To me, this is really undesirable behaviour, with the APIs having
completely different semantics depending on debug or release build (in
debug build we'd return e.g. a mystical TS_ERROR_PTR (or some other
special error value), which the plugin has to deal with or perhaps
crash), while in a release build the API would instantly crash. I'd
honestly rather prefer the "fail and crash quick and fast", particularly
in debug build.
To finish this up, and to be able to complete all these changes, I'd
like to discuss a few additional options to deal with this, please let
me know what you think. Some options are:
1) Change all sdk_sanity_check_XYZ() to be the equivalent of
ink_assert(), and change the usage accordingly. This means that a large
number of APIs can stay the way they are today (e.g. return TSMLoc),
and the return value can only be either "success" (not-NULL) or
"failure" (NULL). The usage of such APIs then becomes a simple
if (loc =TSMimeHdrFieldNextDup(bufp, hdr, field)) { ...

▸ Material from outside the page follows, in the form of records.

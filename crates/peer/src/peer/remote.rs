use std::fmt;
use std::sync::{Arc, Mutex, PoisonError, Weak};
use std::time::Duration;

use async_trait::async_trait;
use network_shared::protocol::{ListUnits, Notify, PerformAction, Subscribe};
use network_shared::{ActionMode, Packet, Payload, UnitKind};
use rustls::pki_types::ServerName;
use tokio::net::TcpStream;
use tokio_rustls::TlsConnector;
use tracing::{debug, info, warn};

use super::Peer;
use super::local::LocalPeer;
use crate::connection::{Connection, ConnectionSettings};
use crate::error::PeerError;
use crate::manifest::PeerDetails;
use crate::subscription::Subscription;
use crate::unit::Unit;

/// How remote peers are dialed. Shared by every [`RemotePeer`] of a host.
#[derive(Clone)]
pub struct RemoteTransport {
    pub settings: ConnectionSettings,
    /// `None` dials plain TCP. Only meant for tests and trusted networks.
    pub tls: Option<TlsConnector>,
    pub dial_timeout: Duration,
}

impl Default for RemoteTransport {
    fn default() -> Self {
        Self {
            settings: ConnectionSettings::default(),
            tls: None,
            dial_timeout: Duration::from_secs(5),
        }
    }
}

impl fmt::Debug for RemoteTransport {
    fn fmt(&self, f: &mut fmt::Formatter<'_>) -> fmt::Result {
        f.debug_struct("RemoteTransport")
            .field("settings", &self.settings)
            .field("tls", &self.tls.is_some())
            .field("dial_timeout", &self.dial_timeout)
            .finish()
    }
}

#[derive(Debug, Clone, Copy, PartialEq, Eq)]
pub enum RemoteState {
    Disconnected,
    Dialing,
    Handshaking,
    Ready,
}

/// What `state()` is derived from. `Ready` keeps the connection so a drop
/// on either side reads as `Disconnected` without anyone updating it.
enum Link {
    Disconnected,
    Dialing,
    Handshaking,
    Ready(Connection),
}

/// Proxy for a peer listed in the manifest. The connection is dialed on the
/// first call and re-dialed after it dropped.
pub struct RemotePeer {
    details: PeerDetails,
    local: Weak<LocalPeer>,
    transport: RemoteTransport,
    connection: tokio::sync::Mutex<Option<Connection>>,
    link: Mutex<Link>,
}

impl fmt::Debug for RemotePeer {
    fn fmt(&self, f: &mut fmt::Formatter<'_>) -> fmt::Result {
        f.debug_struct("RemotePeer")
            .field("id", &self.details.id)
            .field("address", &self.details.address)
            .field("state", &self.state())
            .finish()
    }
}

/// Splits `host:port` / `[v6]:port` into the host part used for SNI.
fn host_of(address: &str) -> &str {
    let host = address
        .rsplit_once(':')
        .map(|(host, _)| host)
        .unwrap_or(address);
    host.trim_start_matches('[').trim_end_matches(']')
}

impl RemotePeer {
    pub(crate) fn new(details: PeerDetails, local: Weak<LocalPeer>, transport: RemoteTransport) -> Self {
        Self {
            details,
            local,
            transport,
            connection: tokio::sync::Mutex::new(None),
            link: Mutex::new(Link::Disconnected),
        }
    }

    pub fn state(&self) -> RemoteState {
        match &*self.link.lock().unwrap_or_else(PoisonError::into_inner) {
            Link::Ready(conn) if conn.is_connected() => RemoteState::Ready,
            Link::Ready(_) | Link::Disconnected => RemoteState::Disconnected,
            Link::Dialing => RemoteState::Dialing,
            Link::Handshaking => RemoteState::Handshaking,
        }
    }

    fn set_link(&self, link: Link) {
        *self.link.lock().unwrap_or_else(PoisonError::into_inner) = link;
    }

    /// Close the current connection, if any. The next call dials again.
    pub async fn disconnect(&self) {
        if let Some(conn) = self.connection.lock().await.take() {
            conn.close();
        }
        self.set_link(Link::Disconnected);
    }

    /// The live connection, dialing first when there is none.
    pub async fn connection(&self) -> Result<Connection, PeerError> {
        let mut slot = self.connection.lock().await;
        if let Some(conn) = slot.as_ref() {
            if conn.is_connected() {
                return Ok(conn.clone());
            }
            debug!(
                target: "peer::net::dial",
                "connection {} to {} dropped, redialing", conn.id(), self.details.address
            );
        }
        *slot = None;

        match self.dial().await {
            Ok(conn) => {
                self.set_link(Link::Ready(conn.clone()));
                *slot = Some(conn.clone());
                Ok(conn)
            }
            Err(e) => {
                self.set_link(Link::Disconnected);
                warn!(target: "peer::net::dial", "{}: {e}", self.details.address);
                Err(e)
            }
        }
    }

    async fn dial(&self) -> Result<Connection, PeerError> {
        let address = self.details.address.as_str();
        let dial_err = |reason: String| PeerError::Dial {
            address: address.to_string(),
            reason,
        };
        if self.local.strong_count() == 0 {
            return Err(PeerError::LocalGone);
        }

        self.set_link(Link::Dialing);
        let tcp = tokio::time::timeout(self.transport.dial_timeout, TcpStream::connect(address))
            .await
            .map_err(|_| dial_err(format!("timed out after {:?}", self.transport.dial_timeout)))?
            .map_err(|e| dial_err(e.to_string()))?;
        tcp.set_nodelay(true).map_err(|e| dial_err(e.to_string()))?;
        let remote_addr = tcp.peer_addr().map_err(|e| dial_err(e.to_string()))?;

        self.set_link(Link::Handshaking);
        let settings = self.transport.settings.clone();
        let token = self.details.token.as_str();
        let local = self.local.clone();

        let conn = match &self.transport.tls {
            Some(connector) => {
                let server_name = ServerName::try_from(host_of(address).to_string())
                    .map_err(|e| dial_err(format!("invalid server name: {e}")))?;
                let tls = tokio::time::timeout(
                    self.transport.dial_timeout,
                    connector.connect(server_name, tcp),
                )
                .await
                .map_err(|_| dial_err("tls handshake timed out".into()))?
                .map_err(|e| dial_err(format!("tls: {e}")))?;
                Connection::initiate(tls, remote_addr, token, local, settings).await?
            }
            None => Connection::initiate(tcp, remote_addr, token, local, settings).await?,
        };

        info!(
            target: "peer::net::dial",
            "{} connected to {} ({remote_addr})", conn.id(), self.details.id
        );
        Ok(conn)
    }

    async fn request(&self, packet: Packet) -> Result<Packet, PeerError> {
        let conn = self.connection().await?;
        Ok(conn.request(packet).await?)
    }

    async fn send(&self, packet: Packet) -> Result<(), PeerError> {
        let conn = self.connection().await?;
        conn.send(packet).await?;
        Ok(())
    }

    async fn list_units(&self, kind: UnitKind) -> Result<Vec<String>, PeerError> {
        match self.request(Packet::ListUnits(ListUnits { kind })).await? {
            Packet::ListUnitsResponse(r) => Ok(r.values),
            other => Err(PeerError::unexpected("ListUnitsResponse", &other)),
        }
    }

    fn perform(action: &str, arg: Payload, mode: ActionMode) -> Packet {
        Packet::PerformAction(PerformAction {
            action: action.to_string(),
            arg,
            mode,
        })
    }
}

#[async_trait]
impl Peer for RemotePeer {
    fn details(&self) -> &PeerDetails {
        &self.details
    }

    async fn run(&self, action: &str, arg: Payload) -> Result<Payload, PeerError> {
        match self.request(Self::perform(action, arg, ActionMode::Perform)).await? {
            Packet::ActionResponse(r) => Ok(r.data),
            other => Err(PeerError::unexpected("ActionResponse", &other)),
        }
    }

    async fn publish(&self, action: &str, data: Payload) -> Result<(), PeerError> {
        match self.request(Self::perform(action, data, ActionMode::Publish)).await? {
            Packet::Empty => Ok(()),
            other => Err(PeerError::unexpected("Empty", &other)),
        }
    }

    /// Fire-and-forget: returns once the request was written.
    async fn run_and_publish(&self, action: &str, arg: Payload) -> Result<(), PeerError> {
        self.send(Self::perform(action, arg, ActionMode::PerformAndPublish))
            .await
    }

    async fn list_actions(&self) -> Result<Vec<String>, PeerError> {
        self.list_units(UnitKind::Action).await
    }

    async fn register_action(&self, _name: &str, _unit: Arc<dyn Unit>) -> Result<(), PeerError> {
        Err(PeerError::RemoteMutation)
    }

    async fn list_receivers(&self) -> Result<Vec<String>, PeerError> {
        self.list_units(UnitKind::Receiver).await
    }

    async fn register_receiver(&self, _name: &str, _unit: Arc<dyn Unit>) -> Result<(), PeerError> {
        Err(PeerError::RemoteMutation)
    }

    async fn notify(&self, receiver: &str, data: Payload) -> Result<(), PeerError> {
        self.send(Packet::Notify(Notify {
            receiver: receiver.to_string(),
            data,
        }))
        .await
    }

    async fn get_peer(&self, _address: &str) -> Result<Arc<RemotePeer>, PeerError> {
        Err(PeerError::AccessDenied)
    }

    async fn list_peers(&self) -> Result<Vec<Arc<RemotePeer>>, PeerError> {
        Err(PeerError::AccessDenied)
    }

    async fn subscribe(&self, subscription: Subscription) -> Result<(), PeerError> {
        let packet = Packet::Subscribe(Subscribe {
            address: subscription.address,
            action: subscription.action,
            receiver: subscription.receiver,
        });
        match self.request(packet).await? {
            Packet::Empty => Ok(()),
            other => Err(PeerError::unexpected("Empty", &other)),
        }
    }
}

#[cfg(test)]
mod tests {
    use super::*;

    #[test]
    fn host_of_strips_port_and_brackets() {
        assert_eq!(host_of("127.0.0.1:5243"), "127.0.0.1");
        assert_eq!(host_of("[::1]:5243"), "::1");
        assert_eq!(host_of("peer.example"), "peer.example");
    }

    #[tokio::test]
    async fn dial_failure_leaves_peer_disconnected() {
        let transport = RemoteTransport {
            dial_timeout: Duration::from_millis(500),
            ..RemoteTransport::default()
        };
        // Nothing behind this Weak: dialing is refused before any I/O.
        let remote = RemotePeer::new(
            PeerDetails::new("127.0.0.1:1", "token"),
            Weak::new(),
            transport,
        );
        let err = remote.run("x", Payload::null()).await.unwrap_err();
        assert!(matches!(err, PeerError::LocalGone), "{err}");
        assert_eq!(remote.state(), RemoteState::Disconnected);
    }

    #[tokio::test]
    async fn remote_peers_refuse_registration_and_directory() {
        let remote = RemotePeer::new(
            PeerDetails::new("127.0.0.1:1", "token"),
            Weak::new(),
            RemoteTransport::default(),
        );
        let unit = crate::unit::unit_fn(|_| async { anyhow::Ok(Payload::null()) });
        assert!(matches!(
            remote.register_action("x", unit).await,
            Err(PeerError::RemoteMutation)
        ));
        assert!(matches!(remote.list_peers().await, Err(PeerError::AccessDenied)));
        assert!(matches!(
            remote.get_peer("10.0.0.1:1").await,
            Err(PeerError::AccessDenied)
        ));
    }
}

The main difference from current APIs being that these APIs can never
return their special error case values, like TS_ERROR_PTR, which would
only (currently) happen in debug builds anyways.
2) Keep it as is, but change the APIs to return a TSReturnCode. This
unfortunately means that usage of such API would have to be something like
if ((TSMimeHdrFieldNextDup(bufp, hdr, field, &loc) == TS_SUCCESS)
&& (loc != TS_NULL_MLOC)) { ...
Technically, plugins already have to do something similar, but this
would at least be clear that you only check the return value against
TS_SUCCESS / TS_ERROR, and then assure that the function actually
succeeded. This simplifies the APIs a bit, since you don't need to know
each APIs special error value.
2.5) Change all sdk_sanity_check_XYZ to actually be used in release
builds as well as debug build. This would probably be in addition to #2,
and it requires the same pattern (i.e. it's not enough to check the
return value).
3) One last option is to extend TSReturnCode to have more states than
TS_SUCCESS and TS_ERROR. E.g. let it have a state like TS_BAD_INPUT and
TS_BAD_OUTPUT. I looked into this before, and the problem with this
approach is that it risks breaking a *lot* of code in a way where it's
very difficult to detect (i.e. compilers won't be able to find it). E.g.
a plugin like
if (TSSomeSDKApi(bufp, argv) == TS_ERROR) { ...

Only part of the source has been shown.